• How to complete this task: Check every line of the entries below for the word "succeeded", and copy the ones that have it.

• Data for this exercise:
//! Endpoint and MIME type validation utilities

use crate::{
    error::{BgEraserError, Result},
    services::MediaFormatHandler,
};
use reqwest::Url;

/// Validator for URLs and MIME strings found in configuration
pub struct EndpointValidator;

impl EndpointValidator {
    /// Validate that `value` parses as an absolute http(s) URL with a host
    pub fn validate_http_url(value: &str, name: &str) -> Result<Url> {
        let url = Url::parse(value.trim()).map_err(|e| {
            BgEraserError::invalid_config(format!("Invalid {} '{}': {}", name, value, e))
        })?;

        if !matches!(url.scheme(), "http" | "https") {
            return Err(BgEraserError::invalid_config(format!(
                "Invalid {} '{}': scheme must be http or https",
                name, value
            )));
        }
        if url.host_str().is_none() {
            return Err(BgEraserError::invalid_config(format!(
                "Invalid {} '{}': missing host",
                name, value
            )));
        }

        Ok(url)
    }

    /// Validate a `type/subtype` MIME string
    pub fn validate_mime_type(mime_type: &str) -> Result<()> {
        if !MediaFormatHandler::is_well_formed_mime(mime_type) {
            return Err(BgEraserError::invalid_config(format!(
                "Accepted MIME type '{}' must have the form type/subtype",
                mime_type
            )));
        }
        Ok(())
    }
}
//! Services used by the upload pipeline

pub mod codec;
pub mod format;
pub mod progress;
pub mod storage;

pub use codec::MediaCodec;
pub use format::MediaFormatHandler;
pub use progress::{
    drive_simulated_progress, ConsoleProgressReporter, NoOpProgressReporter, ProgressReporter,
    ProgressTracker, ProgressUpdate, SimulatedUploadProgress,
};
pub use storage::ArtifactStore;
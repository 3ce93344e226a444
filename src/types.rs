//! Core types for the upload pipeline

use crate::error::{BgEraserError, ErrorKind, Result};
use chrono::{DateTime, Utc};
use serde::{Deserialize, Serialize};

/// Status message attached to a successful run
pub const SUCCESS_MESSAGE: &str = "Image processed successfully!";

/// Status message attached to a run that kept the original but failed later
pub const PARTIAL_SUCCESS_MESSAGE: &str =
    "Original image uploaded, but background removal did not complete.";

/// A single uploaded file, as received from the caller
#[derive(Debug, Clone, PartialEq, Eq)]
pub struct UploadRequest {
    /// Raw file content
    pub file_bytes: Vec<u8>,
    /// MIME type declared by the client (e.g. `image/png`)
    pub declared_mime_type: String,
    /// File name as sent by the client
    pub original_file_name: String,
}

impl UploadRequest {
    #[must_use]
    pub fn new<M: Into<String>, N: Into<String>>(
        file_bytes: Vec<u8>,
        declared_mime_type: M,
        original_file_name: N,
    ) -> Self {
        Self {
            file_bytes,
            declared_mime_type: declared_mime_type.into(),
            original_file_name: original_file_name.into(),
        }
    }

    /// Size of the uploaded content in bytes
    #[must_use]
    pub fn size_bytes(&self) -> u64 {
        self.file_bytes.len() as u64
    }
}

/// An image in its textual transport form: MIME type plus base64 payload
#[derive(Debug, Clone, PartialEq, Eq, Serialize, Deserialize)]
#[serde(rename_all = "camelCase")]
pub struct EncodedImage {
    pub mime_type: String,
    pub base64_payload: String,
}

impl EncodedImage {
    /// Render as a `data:` URI
    #[must_use]
    pub fn to_data_uri(&self) -> String {
        self.to_string()
    }
}

impl std::fmt::Display for EncodedImage {
    fn fmt(&self, f: &mut std::fmt::Formatter<'_>) -> std::fmt::Result {
        write!(f, "data:{};base64,{}", self.mime_type, self.base64_payload)
    }
}

/// Raw bytes recovered from an [`EncodedImage`]
#[derive(Debug, Clone, PartialEq, Eq)]
pub struct DecodedImage {
    pub bytes: Vec<u8>,
    pub mime_type: String,
}

/// Outcome of one background removal call
pub type RemovalResult = Result<EncodedImage>;

/// Logical storage area for artifacts
#[derive(Debug, Clone, Copy, PartialEq, Eq, Hash, Serialize, Deserialize)]
#[serde(rename_all = "lowercase")]
pub enum Bucket {
    /// Unprocessed uploads
    Input,
    /// Background removal results
    Output,
}

impl Bucket {
    /// Directory name under the storage root, also the public path prefix
    #[must_use]
    pub fn dir_name(self) -> &'static str {
        match self {
            Self::Input => "images-input",
            Self::Output => "images-output",
        }
    }

    /// Suffix appended to generated file names in this bucket
    #[must_use]
    pub fn name_suffix(self) -> &'static str {
        match self {
            Self::Input => "",
            Self::Output => "-processed",
        }
    }

    #[must_use]
    pub fn all() -> [Bucket; 2] {
        [Self::Input, Self::Output]
    }
}

impl std::fmt::Display for Bucket {
    fn fmt(&self, f: &mut std::fmt::Formatter<'_>) -> std::fmt::Result {
        write!(f, "{}", self.dir_name())
    }
}

/// A persisted artifact with its public locator
#[derive(Debug, Clone, PartialEq, Eq, Serialize, Deserialize)]
#[serde(rename_all = "camelCase")]
pub struct ArtifactRecord {
    /// Public path, e.g. `/images-input/<uuid>.png`
    pub locator: String,
    pub mime_type: String,
    pub size_bytes: u64,
    pub bucket: Bucket,
    pub file_name: String,
    pub created_at: DateTime<Utc>,
}

/// States of one orchestration run
#[derive(Debug, Clone, Copy, PartialEq, Eq, Hash, Serialize, Deserialize)]
pub enum PipelineStage {
    Start,
    Validated,
    OriginalPersisted,
    RemovalRequested,
    RemovalCompleted,
    ResultPersisted,
    Done,
}

impl PipelineStage {
    /// Get a human-readable description of the stage
    #[must_use]
    pub fn description(&self) -> &'static str {
        match self {
            PipelineStage::Start => "Receiving upload",
            PipelineStage::Validated => "Upload validated",
            PipelineStage::OriginalPersisted => "Original image saved",
            PipelineStage::RemovalRequested => "Removing background",
            PipelineStage::RemovalCompleted => "Background removed",
            PipelineStage::ResultPersisted => "Result image saved",
            PipelineStage::Done => "Processing completed",
        }
    }

    /// Get the typical progress percentage for this stage
    #[must_use]
    pub fn progress_percentage(&self) -> u8 {
        match self {
            PipelineStage::Start => 0,
            PipelineStage::Validated => 5,
            PipelineStage::OriginalPersisted => 15,
            PipelineStage::RemovalRequested => 20,
            PipelineStage::RemovalCompleted => 85,
            PipelineStage::ResultPersisted => 95,
            PipelineStage::Done => 100,
        }
    }

    /// Whether no further transitions can happen
    #[must_use]
    pub fn is_terminal(&self) -> bool {
        matches!(self, PipelineStage::Done)
    }
}

impl std::fmt::Display for PipelineStage {
    fn fmt(&self, f: &mut std::fmt::Formatter<'_>) -> std::fmt::Result {
        write!(f, "{:?}", self)
    }
}

/// Per-stage timing breakdown of one run
#[derive(Debug, Clone, Default, PartialEq, Eq, Serialize, Deserialize)]
#[serde(rename_all = "camelCase")]
pub struct PipelineTimings {
    pub validation_ms: u64,
    pub persist_original_ms: u64,
    pub removal_ms: u64,
    pub persist_result_ms: u64,
    pub total_ms: u64,
}

impl PipelineTimings {
    #[must_use]
    pub fn new() -> Self {
        Self::default()
    }

    /// Share of the total spent waiting on the removal backend
    #[must_use]
    pub fn removal_ratio(&self) -> f64 {
        if self.total_ms == 0 {
            0.0
        } else {
            self.removal_ms as f64 / self.total_ms as f64
        }
    }
}

/// Final, sole return value of one orchestration run
///
/// Constructed only through [`PipelineOutcome::succeeded`] and
/// [`PipelineOutcome::failed`], so a processed artifact and an error never
/// coexist.
#[derive(Debug, Clone, PartialEq, Serialize, Deserialize)]
#[serde(rename_all = "camelCase")]
pub struct PipelineOutcome {
    original_artifact: Option<ArtifactRecord>,
    processed_artifact: Option<ArtifactRecord>,
    error_kind: Option<ErrorKind>,
    error_detail: Option<String>,
    status_message: Option<String>,
    failed_at: Option<PipelineStage>,
    timings: PipelineTimings,
}

impl PipelineOutcome {
    /// Outcome of a run that reached `Done`
    #[must_use]
    pub fn succeeded(
        original: ArtifactRecord,
        processed: ArtifactRecord,
        timings: PipelineTimings,
    ) -> Self {
        Self {
            original_artifact: Some(original),
            processed_artifact: Some(processed),
            error_kind: None,
            error_detail: None,
            status_message: Some(SUCCESS_MESSAGE.to_string()),
            failed_at: None,
            timings,
        }
    }

    /// Outcome of a run that failed after reaching `stage`
    #[must_use]
    pub fn failed(
        stage: PipelineStage,
        original: Option<ArtifactRecord>,
        error: &BgEraserError,
        timings: PipelineTimings,
    ) -> Self {
        let status_message = original
            .as_ref()
            .map(|_| PARTIAL_SUCCESS_MESSAGE.to_string());
        Self {
            original_artifact: original,
            processed_artifact: None,
            error_kind: Some(error.kind()),
            error_detail: Some(error.detail()),
            status_message,
            failed_at: Some(stage),
            timings,
        }
    }

    #[must_use]
    pub fn original_artifact(&self) -> Option<&ArtifactRecord> {
        self.original_artifact.as_ref()
    }

    #[must_use]
    pub fn processed_artifact(&self) -> Option<&ArtifactRecord> {
        self.processed_artifact.as_ref()
    }

    #[must_use]
    pub fn error_kind(&self) -> Option<ErrorKind> {
        self.error_kind
    }

    #[must_use]
    pub fn error_detail(&self) -> Option<&str> {
        self.error_detail.as_deref()
    }

    #[must_use]
    pub fn status_message(&self) -> Option<&str> {
        self.status_message.as_deref()
    }

    /// Last state reached before the failure, if the run failed
    #[must_use]
    pub fn failed_at(&self) -> Option<PipelineStage> {
        self.failed_at
    }

    #[must_use]
    pub fn timings(&self) -> &PipelineTimings {
        &self.timings
    }

    #[must_use]
    pub fn is_success(&self) -> bool {
        self.error_kind.is_none()
    }

    /// The original was saved even though a later stage failed
    #[must_use]
    pub fn is_partial_success(&self) -> bool {
        self.error_kind.is_some() && self.original_artifact.is_some()
    }
}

• Answer for the task:
/// Constructed only through [`PipelineOutcome::succeeded`] and
    pub fn succeeded(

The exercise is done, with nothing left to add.